Kukabubba Palaeochannel Sub-Project
Tenements E53/1603 cover part of the Kukabubba palaeochannel, which has been delivering uranium into the Lake Way system for millennia. Triggers for uranium precipitation within the channel could include changes in the chemistry of groundwater at the confluence with tributary channels, such as the channel which joins the Kukabubba palaeochannel just before it enters Lake Way (see figure). This confluence location is associated with a radiometric anomaly. This anomaly has been partly tested by broad spaced historical drilling that indicates that the source of part of the anomaly is uranium mineralised calcrete. Once tenure has been granted the extent of the mineralisation at the confluence location will be determined by drilling, with the objective of defining an initial resource. In addition, a reconnaissance surface geochemical survey will be carried out along the remaining (upstream) section of the palaeochannel in order to test other identified radiometric anomalies for the presence of uranium.

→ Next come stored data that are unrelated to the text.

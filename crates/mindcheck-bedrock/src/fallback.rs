//! Deterministic keyword scoring used when the model cannot pick a test.
//!
//! Every catalog test starts at zero. Each keyword found in `feeling` or
//! `concerns` is worth 2 points for its test, and 1 point in `symptoms`.
//! Fixed bonuses then apply for long durations, sleep symptoms, and
//! drinking concerns. The highest score wins; ties go to the test that
//! comes first in the catalog.

use mindcheck_core::models::suggestion::SuggestionAnswers;
use mindcheck_instruments::catalog::Catalog;

pub const DEPRESSION: &str = "depression-phq9";
pub const BIPOLAR: &str = "bipolar-mdq";
pub const ANXIETY: &str = "anxiety-gad7";
pub const OCD: &str = "ocd-ybocs";
pub const ALCOHOL: &str = "alcohol-audit";
pub const INSOMNIA: &str = "insomnia-isi";
pub const BORDERLINE: &str = "borderline-msi";

type KeywordTable = &'static [(&'static str, &'static [(&'static str, &'static [&'static str])])];

/// Keywords per test, grouped by category.
pub const KEYWORDS: KeywordTable = &[
    (
        "mood",
        &[
            (
                DEPRESSION,
                &[
                    "sad",
                    "down",
                    "depressed",
                    "tired",
                    "sleep",
                    "appetite",
                    "concentration",
                    "worthless",
                ],
            ),
            (
                BIPOLAR,
                &["mood swings", "high energy", "racing thoughts", "impulsive", "manic"],
            ),
        ],
    ),
    (
        "anxiety",
        &[
            (
                ANXIETY,
                &["anxious", "worried", "nervous", "restless", "fear", "panic"],
            ),
            (
                OCD,
                &[
                    "obsessive",
                    "compulsive",
                    "repetitive",
                    "intrusive",
                    "thoughts",
                    "rituals",
                ],
            ),
        ],
    ),
    (
        "substance",
        &[(ALCOHOL, &["alcohol", "drinking", "drunk", "hangover", "blackout"])],
    ),
    (
        "sleep",
        &[(
            INSOMNIA,
            &["sleep", "insomnia", "tired", "fatigue", "nighttime", "restless"],
        )],
    ),
    (
        "personality",
        &[(
            BORDERLINE,
            &[
                "emotional",
                "relationships",
                "identity",
                "impulsive",
                "abandonment",
                "mood swings",
            ],
        )],
    ),
];

/// Tests that gain a point when symptoms have lasted months or years.
pub const CHRONIC: [&str; 3] = [DEPRESSION, ANXIETY, BORDERLINE];

const FEELING_WEIGHT: i32 = 2;
const CONCERNS_WEIGHT: i32 = 2;
const SYMPTOMS_WEIGHT: i32 = 1;
const DURATION_BONUS: i32 = 1;
const SLEEP_BONUS: i32 = 2;
const SUBSTANCE_BONUS: i32 = 3;

/// Score every catalog test, in catalog order.
///
/// Keywords for tests that are not in the catalog are ignored.
pub fn score_all(catalog: &Catalog, answers: &SuggestionAnswers) -> Vec<(String, i32)> {
    let mut scores: Vec<(String, i32)> = catalog.ids().map(|id| (id.to_string(), 0)).collect();

    let feeling = answers.feeling.to_lowercase();
    let concerns = answers.concerns.to_lowercase();
    let symptoms = answers.symptoms.to_lowercase();

    for (_, tests) in KEYWORDS {
        for (test_id, keywords) in *tests {
            for keyword in *keywords {
                let mut points = 0;
                if feeling.contains(keyword) {
                    points += FEELING_WEIGHT;
                }
                if concerns.contains(keyword) {
                    points += CONCERNS_WEIGHT;
                }
                if symptoms.contains(keyword) {
                    points += SYMPTOMS_WEIGHT;
                }
                add(&mut scores, test_id, points);
            }
        }
    }

    // Matched as written, so "More than a year" does not count.
    if answers.duration.contains("months") || answers.duration.contains("years") {
        for test_id in CHRONIC {
            add(&mut scores, test_id, DURATION_BONUS);
        }
    }

    if symptoms.contains("night") || symptoms.contains("sleep") {
        add(&mut scores, INSOMNIA, SLEEP_BONUS);
    }

    if concerns.contains("drink") || concerns.contains("alcohol") {
        add(&mut scores, ALCOHOL, SUBSTANCE_BONUS);
    }

    scores
}

/// Pick a test by keyword scoring. Always returns a catalog ID.
pub fn suggest<'a>(catalog: &'a Catalog, answers: &SuggestionAnswers) -> &'a str {
    let scores = score_all(catalog, answers);

    let mut best: Option<(usize, i32)> = None;
    for (i, (_, score)) in scores.iter().enumerate() {
        match best {
            Some((_, top)) if *score <= top => {}
            _ => best = Some((i, *score)),
        }
    }

    // A catalog is never empty, so there is always a first test.
    let index = best.map(|(i, _)| i).unwrap_or(0);
    catalog.tests()[index].id.as_str()
}

fn add(scores: &mut [(String, i32)], test_id: &str, points: i32) {
    if points == 0 {
        return;
    }
    if let Some((_, score)) = scores.iter_mut().find(|(id, _)| id == test_id) {
        *score += points;
    }
}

Ratios of the radioelements can assist with identifying potential uranium deposits. Wyborn et al (1994#) showed that alteration zones associated with Coronation Hill-style mineralisation have slightly elevated uranium, but are strongly depleted in thorium compared to the surrounding rocks that have high levels of both uranium and thorium. The square of the uranium value over the thorium value (U2/Th) proved effective in highlighting uranium mineralisation in the Pine Creek area in the Northern Territory.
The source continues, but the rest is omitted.